BACKGROUND: Vitrification of oocytes as a method of cryopreservation is quite successful, although it is still being standardized because of structural and molecular sensitivity of oocytes to the cooling and freezing process. OBJECTIVE: To investigate the effect of ovarian storage temperature and time on post thaw viability and maturation rate of vitrified immature oocytes in sheep. MATERIALS AND METHODS: The work consisted of oocyte collection from ovaries of abattoir sheep stored at various temperature (0 °C , 4 °C and 25 °C) and time (0 h, 6 h, 12 h and 24 h) combinations and post thaw viability and in vitro maturation rate evaluation. Vitrification was done in 30% vitrification solution, using ethylene glycol and DMSO, with post vitrification evaluation after 1 week 's storage. RESULTS: Significantly higher post thaw viability was observed after storage at 0 °C for 6 h (95.3%) followed by 12 h (85%), with lowest value at 24 h (66.7%). However at 4 °C and 25 °C, values were nonsignificantly higher after 6 h (96.5 and 100% respectively) followed by 12 h (93 and 100%), with significantly lower values after 24 h (85.7 and 90.7%). At storage temperatures of 25 °C and 4 °C, a significantly higher percentage of mature oocytes was observed after 6 h (40 and 39.1%), 12 h (37.3 and 38.1%) and 24 h (34.6 and 36.4%) storage times compared to that at 0 °C (20.3% at 6 h, 14.2% at 12 h and only 13.8% at 24 h).
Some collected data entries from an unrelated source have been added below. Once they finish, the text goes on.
impl ExecutionResult {
    pub fn is_success(&self) -> bool {
        self.exit_code == 0 && !self.timed_out
    }

    pub fn spawn_failed(&self) -> bool {
        self.exit_code == SPAWN_FAILURE_EXIT_CODE
    }

    /// The last non-empty line of stderr, for diagnostics.
    pub fn stderr_summary(&self) -> Option<String> {
        String::from_utf8_lossy(&self.stderr).lines().rev().map(str::trim).find(|line| !line.is_empty()).map(str::to_string)
    }
}

/// Something that can run plugins. The scheduler only talks to plugins through this.
pub trait PluginRunner: Send + Sync {
    fn run(&self, descriptor: Arc<PluginDescriptor>) -> BoxFuture<'static, ExecutionResult>;
}

/// Runs plugins as child processes.
#[derive(Debug, Clone)]
pub struct Sandbox {
    limits: SandboxLimits,
}

impl Sandbox {
    pub fn new(limits: SandboxLimits) -> Self {
        Sandbox { limits }
    }
}

impl PluginRunner for Sandbox {
    fn run(&self, descriptor: Arc<PluginDescriptor>) -> BoxFuture<'static, ExecutionResult> {
        let limits = self.limits;
        async move { run(&descriptor, limits).await }.boxed()
    }
}

/// Run a plugin once.
///
/// The plugin is started in its own process group, with the host environment plus the descriptors overrides,
/// from the directory it lives in. Once its timeout expires, the whole process group is killed.
pub async fn run(descriptor: &PluginDescriptor, limits: SandboxLimits) -> ExecutionResult {
    let timestamp = Utc::now();
    let started = tokio::time::Instant::now();
    let deadline = started + descriptor.timeout;

    let mut command = tokio::process::Command::new(&descriptor.path);
    command
        .current_dir(&descriptor.working_dir)
        .envs(&descriptor.env)
        .stdin(Stdio::null())
        .stdout(Stdio::piped())
        .stderr(Stdio::piped())
        .kill_on_drop(true);
    unsafe {
        command.pre_exec(|| {
            let _ = setpgid(Pid::from_raw(0), Pid::from_raw(0));
            Ok(())
        });
    }

    let mut child = match command.spawn() {
        Ok(child) => child,
        Err(err) => {
            log::warn!("Failed to start plugin {}: {}", descriptor.id, err);
            return ExecutionResult {
                plugin: descriptor.id.clone(),
                exit_code: SPAWN_FAILURE_EXIT_CODE,
                stdout: Vec::new(),
                stderr: format!("Failed to start {}: {}", descriptor.path.display(), err).into_bytes(),
                stdout_truncated: false,
                stderr_truncated: false,
                duration: started.elapsed(),
                timestamp,
                timed_out: false,
            };
        }
    };
    let mut group = ProcessGroupGuard(child.id().map(|id| Pid::from_raw(id as i32)));

    let mut stdout_pipe = child.stdout.take();
    let mut stderr_pipe = child.stderr.take();
    let mut stdout = BoundedBuffer::new(limits.max_output_bytes);
    let mut stderr = BoundedBuffer::new(limits.max_output_bytes);
    let mut stdout_chunk = vec![0u8; READ_CHUNK_SIZE];
    let mut stderr_chunk = vec![0u8; READ_CHUNK_SIZE];
    let mut status = None;

    let timeout = tokio::time::sleep_until(deadline);
    tokio::pin!(timeout);

    // The run is over once the process exited and both pipes are closed, or when the deadline passes.
    let timed_out = loop {
        if status.is_some() && stdout_pipe.is_none() && stderr_pipe.is_none() {
            break false;
        }
        tokio::select! {
            _ = &mut timeout => break true,
            read = read_pipe(&mut stdout_pipe, &mut stdout_chunk) => match read {
                Ok(0) | Err(_) => stdout_pipe = None,
                Ok(n) => stdout.push(&stdout_chunk[..n]),
            },
            read = read_pipe(&mut stderr_pipe, &mut stderr_chunk) => match read {
                Ok(0) | Err(_) => stderr_pipe = None,
                Ok(n) => stderr.push(&stderr_chunk[..n]),
            },
            exit = child.wait(), if status.is_none() => status = Some(exit),
        }
    };

    let exit_code = if timed_out {
        log::warn!("Plugin {} timed out after {:?}, killing it", descriptor.id, descriptor.timeout);
        group.kill();
        let _ = child.start_kill();
        if tokio::time::timeout(KILL_GRACE, child.wait()).await.is_err() {
            log::error!("Plugin {} did not terminate after being killed", descriptor.id);
        }
        TIMEOUT_EXIT_CODE
    } else {
        group.disarm();
        match status {
            Some(Ok(status)) => exit_code_of(status),
            Some(Err(err)) => {
                log::warn!("Failed to wait for plugin {}: {}", descriptor.id, err);
                stderr.push(format!("\nFailed to wait for plugin: {}", err).as_bytes());
                SPAWN_FAILURE_EXIT_CODE
            }
            None => unreachable!("the loop only ends without a timeout once the process has exited"),
        }
    };

    let result = ExecutionResult {
        plugin: descriptor.id.clone(),
        exit_code,
        stdout_truncated: stdout.truncated,
        stderr_truncated: stderr.truncated,
        stdout: stdout.bytes,
        stderr: stderr.bytes,
        duration: started.elapsed(),
        timestamp,
        timed_out,
    };
    if result.stdout_truncated {
        log::warn!("Output of plugin {} exceeded {} bytes and was truncated", descriptor.id, limits.max_output_bytes);
    }
    log::debug!("Plugin {} finished with exit code {} in {:?}", descriptor.id, result.exit_code, result.duration);
    result
}

/// Read from a pipe, or never resolve if the pipe is already closed.
async fn read_pipe<R: AsyncRead + Unpin>(pipe: &mut Option<R>, buf: &mut [u8]) -> std::io::Result<usize> {
    match pipe {
        Some(pipe) => pipe.read(buf).await,
        None => std::future::pending().await,
    }
}

#[cfg(unix)]
fn exit_code_of(status: std::process::ExitStatus) -> i32 {
    use std::os::unix::process::ExitStatusExt;
    status.code().unwrap_or_else(|| 128 + status.signal().unwrap_or(0))
}

/// Collects bytes up to a limit. Everything beyond the limit is dropped, so the pipe keeps getting drained.
struct BoundedBuffer {
    bytes: Vec<u8>,
    limit: usize,
    truncated: bool,
}

impl BoundedBuffer {
    fn new(limit: usize) -> Self {
        BoundedBuffer { bytes: Vec::new(), limit, truncated: false }
    }

    fn push(&mut self, data: &[u8]) {
        if self.truncated {
            return;
        }
        let remaining = self.limit.saturating_sub(self.bytes.len());
        self.bytes.extend_from_slice(&data[..data.len().min(remaining)]);
        if data.len() > remaining {
            self.truncated = true;
            // a character cut in half would make the whole output undecodable
            self.bytes.truncate(complete_utf8_prefix_len(&self.bytes));
        }
    }
}

/// Length of `bytes` without a trailing, incomplete UTF-8 sequence.
fn complete_utf8_prefix_len(bytes: &[u8]) -> usize {
    for back in 1..=bytes.len().min(4) {
        let byte = bytes[bytes.len() - back];
        if byte & 0b1100_0000 == 0b1000_0000 {
            continue;
        }
        let width = match byte {
            0x00..=0x7F => 1,
            0xC0..=0xDF => 2,
            0xE0..=0xEF => 3,
            0xF0..=0xF7 => 4,
            _ => return bytes.len(),
        };
        return if width > back { bytes.len() - back } else { bytes.len() };
    }
    bytes.len()
}

/// Kills the process group of a plugin when dropped, unless disarmed.
/// This makes sure a cancelled run doesn't leave anything the plugin started behind.
struct ProcessGroupGuard(Option<Pid>);

impl ProcessGroupGuard {
    fn kill(&mut self) {
        if let Some(pgid) = self.0.take() {
            log::debug!("Killing process group {}", pgid);
            let _ = signal::killpg(pgid, Signal::SIGKILL);
        }
    }

    fn disarm(&mut self) {
        self.0 = None;
    }
}

impl Drop for ProcessGroupGuard {
    fn drop(&mut self) {
        self.kill();
    }
}

#[cfg(test)]
pub(crate) mod test {
    use super::*;
    use crate::config::plugin_descriptor::test::write_script;
    use maplit::btreemap;
    use pretty_assertions::assert_eq;
    use std::{collections::BTreeMap, path::Path};

    pub(crate) fn descriptor(path: &Path, timeout: Duration) -> PluginDescriptor {
        let id = path.file_name().unwrap().to_string_lossy().to_string();
        PluginDescriptor {
            name: id.split('.').next().unwrap().to_string(),
            id: PluginId(id),
            interval: Duration::from_secs(1),
            path: path.to_path_buf(),
            working_dir: path.parent().unwrap().to_path_buf(),
            timeout,
            env: BTreeMap::new(),
        }
    }

    const LIMITS: SandboxLimits = SandboxLimits { max_output_bytes: 64 * 1024 };

    #[tokio::test]
    async fn test_captures_output_and_exit_code() {
        let dir = tempfile::tempdir().unwrap();
        let path = write_script(dir.path(), "test.1s.sh", "echo hello\necho oops >&2\nexit 3");

        let result = run(&descriptor(&path, Duration::from_secs(10)), LIMITS).await;
        assert_eq!(3, result.exit_code);
        assert_eq!(b"hello\n".to_vec(), result.stdout);
        assert_eq!(Some("oops".to_string()), result.stderr_summary());
        assert!(!result.timed_out);
        assert!(!result.is_success());
    }

    #[tokio::test]
    async fn test_successful_run() {
        let dir = tempfile::tempdir().unwrap();
        let path = write_script(dir.path(), "ok.1s.sh", "printf 'title\\n---\\nitem'");

        let result = run(&descriptor(&path, Duration::from_secs(10)), LIMITS).await;
        assert!(result.is_success());
        assert_eq!(b"title\n---\nitem".to_vec(), result.stdout);
    }

    #[tokio::test]
    async fn test_timeout_kills_plugin() {
        let dir = tempfile::tempdir().unwrap();
        let path = write_script(dir.path(), "slow.1s.sh", "echo partial\nsleep 30\necho never");

        let started = std::time::Instant::now();
        let result = run(&descriptor(&path, Duration::from_millis(300)), LIMITS).await;
        assert!(result.timed_out);
        assert_eq!(TIMEOUT_EXIT_CODE, result.exit_code);
        assert!(started.elapsed() < Duration::from_secs(3), "took {:?}", started.elapsed());
        assert_eq!(b"partial\n".to_vec(), result.stdout);
    }

    #[tokio::test]
    async fn test_timeout_kills_whole_process_group() {
        let dir = tempfile::tempdir().unwrap();
        // the background sleep keeps stdout open, so the run only ends once the group is gone
        let path = write_script(dir.path(), "forks.1s.sh", "sleep 30 &\nsleep 30");

        let started = std::time::Instant::now();
        let result = run(&descriptor(&path, Duration::from_millis(300)), LIMITS).await;
        assert!(result.timed_out);
        assert!(started.elapsed() < Duration::from_secs(3), "took {:?}", started.elapsed());
    }

    #[tokio::test]
    async fn test_environment_and_working_dir() {
        let dir = tempfile::tempdir().unwrap();
        let path = write_script(dir.path(), "env.1s.sh", "echo \"$CROSSBAR_PLUGIN_CITY\"\npwd -P\ntest -n \"$PATH\" && echo has-path");
        let mut descriptor = descriptor(&path, Duration::from_secs(10));
        descriptor.env = btreemap! { "CROSSBAR_PLUGIN_CITY".to_string() => "Berlin".to_string() };

        let result = run(&descriptor, LIMITS).await;
        let stdout = String::from_utf8(result.stdout).unwrap();
        let lines: Vec<&str> = stdout.lines().collect();
        assert_eq!("Berlin", lines[0]);
        assert_eq!(dir.path().canonicalize().unwrap().to_string_lossy(), lines[1]);
        assert_eq!("has-path", lines[2]);
    }

    #[tokio::test]
    async fn test_output_is_bounded() {
        let dir = tempfile::tempdir().unwrap();
        let path = write_script(dir.path(), "big.1s.sh", "head -c 200000 /dev/zero\necho done >&2");

        let result = run(&descriptor(&path, Duration::from_secs(10)), SandboxLimits { max_output_bytes: 1000 }).await;
        assert_eq!(0, result.exit_code);
        assert_eq!(1000, result.stdout.len());
        assert!(result.stdout_truncated);
        assert!(!result.stderr_truncated);
        assert_eq!(Some("done".to_string()), result.stderr_summary());
    }

    #[tokio::test]
    async fn test_truncated_multibyte_output_stays_parseable() {
        let dir = tempfile::tempdir().unwrap();
        let path = write_script(dir.path(), "euro.1s.sh", "i=0\nwhile [ $i -lt 500 ]; do printf '€'; i=$((i+1)); done");

        let result = run(&descriptor(&path, Duration::from_secs(10)), SandboxLimits { max_output_bytes: 1000 }).await;
        assert_eq!(0, result.exit_code);
        assert!(result.stdout_truncated);
        assert_eq!(999, result.stdout.len());

        let cache = crate::cache::ResultCache::new();
        let outcome = cache.record(&result, crate::config::PartialOutputPolicy::Discard);
        assert_eq!(crate::cache::RunOutcome::Success, outcome);
        let title = cache.get(&result.plugin).unwrap().model.unwrap().title.text;
        assert_eq!(333, title.chars().count());
        assert!(title.chars().all(|c| c == '€'));
    }

    #[test]
    fn test_complete_utf8_prefix_len() {
        assert_eq!(0, complete_utf8_prefix_len(b""));
        assert_eq!(3, complete_utf8_prefix_len(b"abc"));
        assert_eq!(3, complete_utf8_prefix_len("€".as_bytes()));
        assert_eq!(1, complete_utf8_prefix_len(&"a€".as_bytes()[..2]));
        assert_eq!(1, complete_utf8_prefix_len(&"a€".as_bytes()[..3]));
        assert_eq!(0, complete_utf8_prefix_len(&"🔋".as_bytes()[..3]));
        // not UTF-8 at all, left to the parser to reject
        assert_eq!(2, complete_utf8_prefix_len(&[0xff, 0xfe]));
    }

    #[tokio::test]
    async fn test_spawn_failure() {
        let dir = tempfile::tempdir().unwrap();
        let result = run(&descriptor(&dir.path().join("missing.1s.sh"), Duration::from_secs(10)), LIMITS).await;
        assert!(result.spawn_failed());
        assert!(!result.timed_out);
        assert!(String::from_utf8_lossy(&result.stderr).starts_with("Failed to start"));
    }

    #[tokio::test]
    async fn test_signal_exit_code() {
        let dir = tempfile::tempdir().unwrap();
        let path = write_script(dir.path(), "crash.1s.sh", "kill -9 $$");

        let result = run(&descriptor(&path, Duration::from_secs(10)), LIMITS).await;
        assert_eq!(128 + 9, result.exit_code);
    }

    #[tokio::test]
    async fn test_runner_trait() {
        let dir = tempfile::tempdir().unwrap();
        let path = write_script(dir.path(), "trait.1s.sh", "echo via-trait");
        let sandbox: Arc<dyn PluginRunner> = Arc::new(Sandbox::new(LIMITS));

        let result = sandbox.run(Arc::new(descriptor(&path, Duration::from_secs(10)))).await;
        assert_eq!(b"via-trait\n".to_vec(), result.stdout);
    }
}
However, at all storage temperatures, there was a tendency for the level of mature oocytes to decrease with storage time, and the levels were significantly lower than the control. CONCLUSION : Acceptable post thaw viability and in vitro maturation rates for oocytes is maintained up to 24 h in ovaries stored at 4 °C and 25 °C compared to at 0 °C, and these conditions may be used for the storage of ovaries meant for oocyte preservation.